Все здесь были в ужасе. Голову лидера коммунистов повесили в дверях его штаба. Голову другого человека, с засунутой в зубы сигаретой повесили на пешеходном мосту перед его домом. В ирригационных каналах каждое утро находили ноги, руки, торсы. На телефонных столбах висели прибитые пенисы. Большинству убитых перерезали горло или их закололи бамбуковым копьем.

Армия сгоняла население деревни на площадь перед конторой. Их заставляли указать, кто активист, а кто нет, после чего активистов отдавали обратно людям, чтобы их отвели домой и казнили или, что чаще, передали людям из соседних деревень в обмен на их жертвы. Это облегчало задачу, потому что ты убивал не своего соседа, а соседа другого человека, который убивал твоего. 

В какой-то момент прошел слух, что на город собираются напасть левые из Секото [деревни, в которой был убит религиозный учитель]. Из Кедири [столица региона] прибыли танки, всю ночь там была слышна стрельба, а утром почти всех жителей Секото собрали вместе. Их спросили, собирались ли они напасть на город и убить местных чиновников. Они ответили «да» и рассказали подробности. Пятерых лидеров военные казнили на деревенской площади, остальных отпустили, чтобы с ними расправились их соседи; те отвели их обратно в деревню и убили.

Все это продолжалось лишь около месяца, но это был кошмарный месяц. На улицах никого не было. Убивали и мужчин, и женщин, но ни одного китайца не тронули, хотя несколько магазинов разграбили. Китайцы были ни при чем: это яванцы выясняли отношения между собой. К тому времени большинство ключевых коммунистических лидеров были не из Паре, потому что партия, словно государственное учреждение, каждые несколько месяцев перетасовывала свои кадры.

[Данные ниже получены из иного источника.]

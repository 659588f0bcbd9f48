// Copyright (C) 2026  Caprica Software Limited
//
// This program is free software: you can redistribute it and/or modify
// it under the terms of the GNU General Public License as published by
// the Free Software Foundation, either version 3 of the License, or
// (at your option) any later version.
//
// This program is distributed in the hope that it will be useful,
// but WITHOUT ANY WARRANTY; without even the implied warranty of
// MERCHANTABILITY or FITNESS FOR A PARTICULAR PURPOSE.  See the
// GNU General Public License for more details.
//
// You should have received a copy of the GNU General Public License
// along with this program.  If not, see <https://www.gnu.org/licenses/>.

//! Input handling for the add-movie form.

use crossterm::event::{Event, KeyCode};
use tui_input::backend::crossterm::EventHandler;

use crate::components::{AddForm, AddFormAction};

impl AddForm {
    pub(crate) fn process_event(&mut self, event: &Event) -> Option<AddFormAction> {
        if let Event::Key(key_event) = event {
            match key_event.code {
                KeyCode::Esc => return Some(AddFormAction::Cancel),
                KeyCode::Enter => return Some(AddFormAction::Submit(self.draft())),
                KeyCode::Tab | KeyCode::Down => {
                    self.focus_next();
                    return None;
                }
                KeyCode::BackTab | KeyCode::Up => {
                    self.focus_previous();
                    return None;
                }
                _ => {}
            }
        }

        // Delegate everything else to the focused field
        self.inputs[self.focus].handle_event(event);
        None
    }
}
//! Secret vault for the single at-rest secret (the AI provider API key).
//!
//! Sealed blob format (v1), stored as a JSON string inside the settings
//! document:
//!
//! ```text
//! {"v":1,"nonce":"<b64 24 bytes>","tag":"<b64 16 bytes>","ciphertext":"<b64>"}
//! ```
//!
//! The cipher is XChaCha20-Poly1305 with a fresh random nonce per call. The
//! key is derived with Argon2id from the installation path plus a constant
//! application salt, salted with a random per-installation value created once
//! and kept in the data root. Same installation, same key; a moved
//! installation or a lost salt file makes old blobs undecryptable, which
//! callers see as "no secret configured".

use std::path::Path;

use argon2::{Algorithm, Argon2, Params, Version};
use base64::{engine::general_purpose::STANDARD as BASE64, Engine};
use chacha20poly1305::{
    aead::{Aead, KeyInit},
    XChaCha20Poly1305, XNonce,
};
use rand::Rng;
use serde::{Deserialize, Serialize};
use zeroize::{Zeroize, ZeroizeOnDrop};

/// Blob format version.
pub const SEALED_VERSION: u8 = 1;

/// Derived key length (256-bit).
pub const KEY_LEN: usize = 32;

/// XChaCha20-Poly1305 nonce length.
pub const NONCE_LEN: usize = 24;

/// Poly1305 tag length.
pub const TAG_LEN: usize = 16;

/// Per-installation salt length.
pub const INSTALL_SALT_LEN: usize = 16;

/// Name of the salt file inside the data root.
pub const INSTALL_SALT_FILE: &str = "installation.salt";

const APP_SALT: &str = "rss-util:secret-vault:v1";

#[derive(Debug, thiserror::Error)]
pub enum VaultError {
    #[error("IO error: {0}")]
    Io(#[from] std::io::Error),

    #[error("Key derivation failed: {0}")]
    KeyDerivation(String),

    #[error("Invalid sealed blob: {0}")]
    InvalidFormat(String),

    #[error("Encryption failed")]
    EncryptionFailed,

    #[error("Decryption failed")]
    DecryptionFailed,
}

#[derive(Serialize, Deserialize)]
struct SealedBlob {
    v: u8,
    nonce: String,
    tag: String,
    ciphertext: String,
}

#[derive(Zeroize, ZeroizeOnDrop)]
struct VaultKey([u8; KEY_LEN]);

pub struct SecretVault {
    key: VaultKey,
}

impl std::fmt::Debug for SecretVault {
    fn fmt(&self, f: &mut std::fmt::Formatter<'_>) -> std::fmt::Result {
        f.debug_struct("SecretVault").finish_non_exhaustive()
    }
}

impl SecretVault {
    /// Builds a vault whose key is bound to `installation` and `install_salt`.
    pub fn new(installation: &Path, install_salt: &[u8]) -> Result<Self, VaultError> {
        let key = derive_key(installation, install_salt)?;
        Ok(Self { key: VaultKey(key) })
    }

    /// Seals `plaintext`. `None` for empty input or any cipher failure.
    pub fn encrypt(&self, plaintext: &str) -> Option<String> {
        if plaintext.is_empty() {
            return None;
        }
        match self.seal(plaintext) {
            Ok(blob) => Some(blob),
            Err(e) => {
                tracing::warn!("Failed to encrypt secret: {}", e);
                None
            }
        }
    }

    /// Opens a sealed blob. `None` when it is malformed, tampered with, or was
    /// sealed under a different key.
    pub fn decrypt(&self, sealed: &str) -> Option<String> {
        if sealed.trim().is_empty() {
            return None;
        }
        match self.open(sealed) {
            Ok(plaintext) => Some(plaintext),
            Err(e) => {
                tracing::debug!("Secret unavailable: {}", e);
                None
            }
        }
    }

    fn seal(&self, plaintext: &str) -> Result<String, VaultError> {
        let mut nonce = [0u8; NONCE_LEN];
        rand::thread_rng().fill(&mut nonce);

        let cipher = XChaCha20Poly1305::new((&self.key.0).into());
        let mut sealed = cipher
            .encrypt(XNonce::from_slice(&nonce), plaintext.as_bytes())
            .map_err(|_| VaultError::EncryptionFailed)?;

        // The AEAD output is ciphertext followed by the tag.
        let tag = sealed.split_off(sealed.len() - TAG_LEN);
        let blob = SealedBlob {
            v: SEALED_VERSION,
            nonce: BASE64.encode(nonce),
            tag: BASE64.encode(tag),
            ciphertext: BASE64.encode(&sealed),
        };
        serde_json::to_string(&blob).map_err(|e| VaultError::InvalidFormat(e.to_string()))
    }

    fn open(&self, sealed: &str) -> Result<String, VaultError> {
        let blob: SealedBlob =
            serde_json::from_str(sealed).map_err(|e| VaultError::InvalidFormat(e.to_string()))?;
        if blob.v != SEALED_VERSION {
            return Err(VaultError::InvalidFormat(format!(
                "unsupported version {}",
                blob.v
            )));
        }

        let nonce = decode_field("nonce", &blob.nonce)?;
        let tag = decode_field("tag", &blob.tag)?;
        let mut payload = decode_field("ciphertext", &blob.ciphertext)?;
        if nonce.len() != NONCE_LEN {
            return Err(VaultError::InvalidFormat("bad nonce length".to_string()));
        }
        if tag.len() != TAG_LEN {
            return Err(VaultError::InvalidFormat("bad tag length".to_string()));
        }
        payload.extend_from_slice(&tag);

        let cipher = XChaCha20Poly1305::new((&self.key.0).into());
        let mut plaintext = cipher
            .decrypt(XNonce::from_slice(&nonce), payload.as_ref())
            .map_err(|_| VaultError::DecryptionFailed)?;

        let secret = String::from_utf8(plaintext.clone())
            .map_err(|_| VaultError::InvalidFormat("plaintext is not UTF-8".to_string()));
        plaintext.zeroize();
        secret
    }
}

fn decode_field(name: &str, value: &str) -> Result<Vec<u8>, VaultError> {
    BASE64
        .decode(value)
        .map_err(|_| VaultError::InvalidFormat(format!("{name} is not base64")))
}

/// Argon2id over installation path + application salt, salted per installation.
/// Deterministic for the same inputs.
pub fn derive_key(installation: &Path, install_salt: &[u8]) -> Result<[u8; KEY_LEN], VaultError> {
    let mut password = installation.to_string_lossy().into_owned().into_bytes();
    password.extend_from_slice(APP_SALT.as_bytes());

    let params = Params::new(Params::DEFAULT_M_COST, Params::DEFAULT_T_COST, 1, Some(KEY_LEN))
        .map_err(|e| VaultError::KeyDerivation(e.to_string()))?;
    let argon2 = Argon2::new(Algorithm::Argon2id, Version::V0x13, params);

    let mut key = [0u8; KEY_LEN];
    let result = argon2
        .hash_password_into(&password, install_salt, &mut key)
        .map_err(|e| VaultError::KeyDerivation(e.to_string()));
    password.zeroize();
    result?;
    Ok(key)
}

/// Loads the per-installation salt from `data_dir`, creating it on first use.
/// An unreadable or malformed salt file is replaced by a fresh salt.
pub async fn load_or_create_install_salt(data_dir: &Path) -> Result<Vec<u8>, VaultError> {
    let path = data_dir.join(INSTALL_SALT_FILE);
    match tokio::fs::read(&path).await {
        Ok(bytes) => match BASE64.decode(String::from_utf8_lossy(&bytes).trim()) {
            Ok(salt) if salt.len() == INSTALL_SALT_LEN => return Ok(salt),
            _ => tracing::warn!(
                "Installation salt at {} is malformed, regenerating",
                path.display()
            ),
        },
        Err(e) if e.kind() == std::io::ErrorKind::NotFound => {}
        Err(e) => return Err(e.into()),
    }

    let salt = fresh_install_salt();
    tokio::fs::create_dir_all(data_dir).await?;
    tokio::fs::write(&path, BASE64.encode(&salt)).await?;
    tracing::info!("Created installation salt at {}", path.display());
    Ok(salt)
}

/// A new random installation salt.
pub fn fresh_install_salt() -> Vec<u8> {
    let mut salt = vec![0u8; INSTALL_SALT_LEN];
    rand::thread_rng().fill(salt.as_mut_slice());
    salt
}
use futures::future::BoxFuture;
use futures::FutureExt;
use serde_json::{json, Map, Value};

use crate::error::{AppError, Result};
use crate::store::{CollectionKey, DocumentStore};

use super::{Migration, SchemaVersion};

/// Every step shipped with the application, oldest first.
pub fn builtin_migrations() -> Vec<Migration> {
    vec![
        Migration {
            version: SchemaVersion::new(1, 1, 0),
            description: "normalize feed status/category and boolean read states",
            apply: normalize_feeds_and_read_states,
        },
        Migration {
            version: SchemaVersion::new(1, 2, 0),
            description: "fold legacy settings toggles into featureFlags",
            apply: fold_legacy_feature_toggles,
        },
        Migration {
            version: SchemaVersion::new(1, 3, 0),
            description: "stamp feedId into every article set",
            apply: stamp_article_set_feed_ids,
        },
    ]
}

/// Rewrites a collection only if it already exists on disk.
async fn rewrite_if_present<F>(store: &DocumentStore, key: &CollectionKey, f: F) -> Result<()>
where
    F: FnOnce(Value) -> Result<Value>,
{
    if !tokio::fs::try_exists(store.path_of(key)).await? {
        return Ok(());
    }
    store.update(key, f).await.map(|_| ())
}

fn shape_error(key: &CollectionKey, expected: &str) -> AppError {
    AppError::InvalidPayload {
        collection: key.filename(),
        reason: format!("expected {expected}"),
    }
}

fn normalize_feeds_and_read_states(store: &DocumentStore) -> BoxFuture<'_, Result<()>> {
    async move {
        rewrite_if_present(store, &CollectionKey::Feeds, |value| {
            let Value::Array(mut feeds) = value else {
                return Err(shape_error(&CollectionKey::Feeds, "an array of feeds"));
            };
            for feed in feeds.iter_mut().filter_map(Value::as_object_mut) {
                let status_ok = matches!(
                    feed.get("status").and_then(Value::as_str),
                    Some("healthy") | Some("error")
                );
                if !status_ok {
                    feed.insert("status".to_string(), json!("healthy"));
                }
                feed.entry("category").or_insert(Value::Null);
            }
            Ok(Value::Array(feeds))
        })
        .await?;

        rewrite_if_present(store, &CollectionKey::ReadStates, |value| {
            let Value::Object(mut states) = value else {
                return Err(shape_error(&CollectionKey::ReadStates, "a map of read states"));
            };
            for state in states.values_mut() {
                if let Value::Bool(read) = *state {
                    *state = json!({ "read": read, "readAt": null });
                }
            }
            Ok(Value::Object(states))
        })
        .await
    }
    .boxed()
}

const LEGACY_TOGGLES: &[(&str, &str)] = &[
    ("aiSummaryEnabled", "aiArticleSummary"),
    ("dataMirrorEnabled", "dataMirror"),
];

fn fold_legacy_feature_toggles(store: &DocumentStore) -> BoxFuture<'_, Result<()>> {
    async move {
        rewrite_if_present(store, &CollectionKey::Settings, |value| {
            let Value::Object(mut settings) = value else {
                return Err(shape_error(&CollectionKey::Settings, "a settings object"));
            };

            let mut flags = match settings.remove("featureFlags") {
                Some(Value::Object(flags)) => flags,
                _ => Map::new(),
            };
            for (legacy, flag) in LEGACY_TOGGLES {
                if let Some(old) = settings.remove(*legacy) {
                    // An explicit flag wins over the legacy toggle.
                    if !flags.contains_key(*flag) {
                        flags.insert(flag.to_string(), json!(old.as_bool().unwrap_or(false)));
                    }
                }
            }
            settings.insert("featureFlags".to_string(), Value::Object(flags));
            Ok(Value::Object(settings))
        })
        .await
    }
    .boxed()
}

fn stamp_article_set_feed_ids(store: &DocumentStore) -> BoxFuture<'_, Result<()>> {
    async move {
        for feed_id in store.list_article_feed_ids().await? {
            let key = CollectionKey::articles(feed_id);
            // The store stamps feedId on write; this only fixes the shape.
            store
                .update(&key, |value| {
                    let set = match value {
                        Value::Object(mut map) => {
                            if !map.get("articles").is_some_and(Value::is_array) {
                                map.insert("articles".to_string(), json!([]));
                            }
                            map.entry("lastFetched").or_insert(Value::Null);
                            Value::Object(map)
                        }
                        Value::Array(articles) => {
                            json!({ "lastFetched": null, "articles": articles })
                        }
                        _ => json!({ "lastFetched": null, "articles": [] }),
                    };
                    Ok(set)
                })
                .await?;
        }
        Ok(())
    }
    .boxed()
}

#[cfg(test)]
mod tests {
    use super::*;
    use crate::migrations::MigrationRunner;
    use tempfile::tempdir;

    async fn seeded_store(dir: &std::path::Path) -> DocumentStore {
        std::fs::write(
            dir.join("feeds.json"),
            r#"[{"id":"f1","title":"One","url":"http://one"},{"id":"f2","title":"Two","url":"http://two","status":"error","category":"tech"}]"#,
        )
        .unwrap();
        std::fs::write(dir.join("read-states.json"), r#"{"a1":true,"a2":{"read":true,"readAt":null}}"#).unwrap();
        std::fs::write(
            dir.join("settings.json"),
            r#"{"dataMirrorEnabled":true,"aiSummaryEnabled":true,"featureFlags":{"aiArticleSummary":false},"theme":"dark"}"#,
        )
        .unwrap();
        std::fs::write(dir.join("articles-f1.json"), r#"[{"id":"a1","title":"Hi"}]"#).unwrap();
        std::fs::write(dir.join("articles-f2.json"), r#"{"feedId":"wrong","articles":[]}"#).unwrap();
        DocumentStore::open(dir).await.unwrap()
    }

    #[tokio::test]
    async fn test_builtin_steps_migrate_legacy_data() {
        let dir = tempdir().unwrap();
        let store = seeded_store(dir.path()).await;

        let report = MigrationRunner::new(store.clone()).run("1.3.0").await;
        assert!(report.succeeded(), "{report:?}");
        assert_eq!(report.applied, vec!["1.1.0", "1.2.0", "1.3.0"]);

        let feeds = store.read(&CollectionKey::Feeds).await.unwrap();
        assert_eq!(feeds[0]["status"], "healthy");
        assert!(feeds[0]["category"].is_null());
        assert_eq!(feeds[1]["status"], "error");
        assert_eq!(feeds[1]["category"], "tech");

        let states = store.read(&CollectionKey::ReadStates).await.unwrap();
        assert_eq!(states["a1"], json!({"read": true, "readAt": null}));

        let settings = store.read(&CollectionKey::Settings).await.unwrap();
        assert_eq!(settings["featureFlags"]["dataMirror"], true);
        assert_eq!(settings["featureFlags"]["aiArticleSummary"], false);
        assert!(settings.get("dataMirrorEnabled").is_none());
        assert_eq!(settings["theme"], "dark");

        let f1 = store.read_articles("f1").await.unwrap();
        assert_eq!(f1.feed_id, "f1");
        assert_eq!(f1.articles[0].id, "a1");
        assert_eq!(store.read_articles("f2").await.unwrap().feed_id, "f2");
    }

    #[tokio::test]
    async fn test_steps_are_idempotent() {
        let dir = tempdir().unwrap();
        let store = seeded_store(dir.path()).await;
        for migration in builtin_migrations() {
            (migration.apply)(&store).await.unwrap();
        }
        let snapshot = |name: &str| std::fs::read(dir.path().join(name)).unwrap();
        let before: Vec<_> = ["feeds.json", "read-states.json", "settings.json", "articles-f1.json"]
            .iter()
            .map(|n| snapshot(n))
            .collect();

        for migration in builtin_migrations() {
            (migration.apply)(&store).await.unwrap();
        }

        let after: Vec<_> = ["feeds.json", "read-states.json", "settings.json", "articles-f1.json"]
            .iter()
            .map(|n| snapshot(n))
            .collect();
        assert_eq!(before, after);
    }

    #[tokio::test]
    async fn test_absent_collections_are_not_created() {
        let dir = tempdir().unwrap();
        let store = DocumentStore::open(dir.path()).await.unwrap();

        let report = MigrationRunner::new(store).run("1.3.0").await;

        assert!(report.succeeded());
        assert!(!dir.path().join("feeds.json").exists());
        assert!(!dir.path().join("settings.json").exists());
    }

    #[tokio::test]
    async fn test_malformed_feeds_fail_the_step() {
        let dir = tempdir().unwrap();
        std::fs::write(dir.path().join("feeds.json"), r#"{"oops":true}"#).unwrap();
        let store = DocumentStore::open(dir.path()).await.unwrap();

        let report = MigrationRunner::new(store).run("1.3.0").await;

        assert_eq!(report.failed.unwrap().version, "1.1.0");
        assert!(report.applied.is_empty());
    }
}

Один из самых известных местных лидеров — мужчина по имени Гунтур — повесился, но другие сбежали в более крупные города, надеясь, что там они будут менее заметны. Местные врачи отказывались лечить раненых коммунистов, потому что им угрожали смертью, если они будут это делать. Мой младший брат видел, как возле районного управления казнили трех человек; за казнью наблюдало множество людей. Он не мог спать неделю.

Вначале все могло пойти по-другому. Каждая из сторон пыталась убить другую первой, но, увидев, что мусульмане одержали верх, коммунисты просто сдались. Когда начались убийства, левые вообще перестали сопротивляться. Армия, недовольная убийствами генералов в Джакарте во время переворота, просто позволила мусульманской молодежи делать все, что они хотели, по крайней мере какое-то время, после чего начала репрессии, просто арестовывая людей и вывозя их на Буру [остров-тюрьма в восточной Индонезии] или куда-нибудь еще.

Друзья и родственники жертв до сих пор не могут забыть. Но антикоммунизм сейчас настолько силен, что они не смеют ничего говорить; они просто скрывают свои чувства, как настоящие яванцы. Я сам антикоммунист и всегда им был. Но настоящая ненависть и убийства развернулись между боевиками-мусульманами и боевиками-коммунистами. Люди Сукарно, как и я, были в итоге лишь зрителями. Как в конечном счете и сам Сукарно.